AnovaGLM
Define a vector of models $\mathbf{M}$ and the corresponding base models $\mathbf{B}$
\[\begin{aligned} \mathbf{M} &= (M_1, ..., M_n)\\\\ \mathbf{B} &= (B_1, ..., B_n) \end{aligned}\]
where $M_1$ is the simplest model and $M_n$ is the most complex model.
When $m$ models, $(M_1, ..., M_m)$, are given, $\mathbf{M} = (M_2, ..., M_m)$, $\mathbf{B} = (M_1, ..., M_{m-1})$.

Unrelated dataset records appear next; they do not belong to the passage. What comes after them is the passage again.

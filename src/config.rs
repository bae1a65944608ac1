//! Match configuration
//!
//! Everything a match needs that is tunable lives here: board geometry, the
//! physics profile, flick gesture tuning and the bot difficulty table. The
//! host page can ship a JSON override; missing fields fall back to defaults.

use glam::DVec2;
use serde::{Deserialize, Serialize};

use crate::consts::*;
use crate::error::ConfigError;
use crate::sim::{Side, Tier};

/// Physics feel presets
#[derive(Debug, Clone, Copy, PartialEq, Eq, Serialize, Deserialize, Default)]
pub enum ProfileKind {
    /// Plain bouncy discs, little attacker bias
    Elastic,
    /// Skill model: overshoot slide, strong attacker bias
    #[default]
    Flick,
    /// Exaggerated knockbacks and long trails
    Juicy,
}

impl ProfileKind {
    pub fn as_str(&self) -> &'static str {
        match self {
            ProfileKind::Elastic => "Elastic",
            ProfileKind::Flick => "Flick",
            ProfileKind::Juicy => "Juicy",
        }
    }

    #[allow(clippy::should_implement_trait)]
    pub fn from_str(s: &str) -> Option<Self> {
        match s.to_lowercase().as_str() {
            "elastic" | "simple" => Some(ProfileKind::Elastic),
            "flick" | "skill" => Some(ProfileKind::Flick),
            "juicy" => Some(ProfileKind::Juicy),
            _ => None,
        }
    }
}

/// Friction, restitution and collision response for one feel preset
///
/// Deserializes over `preset(kind)`: listed fields override the preset,
/// unlisted ones keep its values.
#[derive(Debug, Clone, PartialEq, Serialize, Deserialize)]
#[serde(from = "PhysicsOverride")]
pub struct PhysicsProfile {
    pub kind: ProfileKind,

    // === Integration ===
    /// Per-frame velocity factor above `friction_speed_threshold`
    pub friction_high: f64,
    /// Per-frame velocity factor at or below `friction_speed_threshold`
    pub friction_low: f64,
    pub friction_speed_threshold: f64,
    /// Fraction of the normal velocity kept after a wall bounce
    pub wall_restitution: f64,
    /// Snap-to-zero speed
    pub velocity_epsilon: f64,

    // === Collision response ===
    /// Speed above which a token counts as the moving side of a collision
    pub collision_activity_speed: f64,
    /// Velocity factor applied to a lone attacker on impact
    pub attacker_damping: f64,
    /// Defender launch speed as a fraction of the attacker's impact speed
    pub defender_push: f64,
    /// Normal restitution when both tokens are moving
    pub restitution: f64,

    // === Overshoot slide ===
    /// Divides the friction loss for overshoot launches (1.0 disables)
    pub overshoot_friction_multiplier: f64,
    pub overshoot_slide_frames: u32,

    // === Render hints ===
    pub trail: bool,
    pub trail_min_speed: f64,
}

When one model is given, $n$ is the number of predictors except for the predictors used in the simplest model. The $\mathbf M$ and $\mathbf B$ depends on the type of ANOVA.
Let $m$, the number of columns of $M_n$'s model matrix; $l$, the number of predictors of $M_n$.
Define two sets, $\mathcal{C} = \{x \in \mathbb{N}\, |\, 1 \leq x \leq m\}$, the index of columns and $\mathcal{P} = \{x \in \mathbb{N}\, |\, 1 \leq x \leq l\}$, the index of predictors.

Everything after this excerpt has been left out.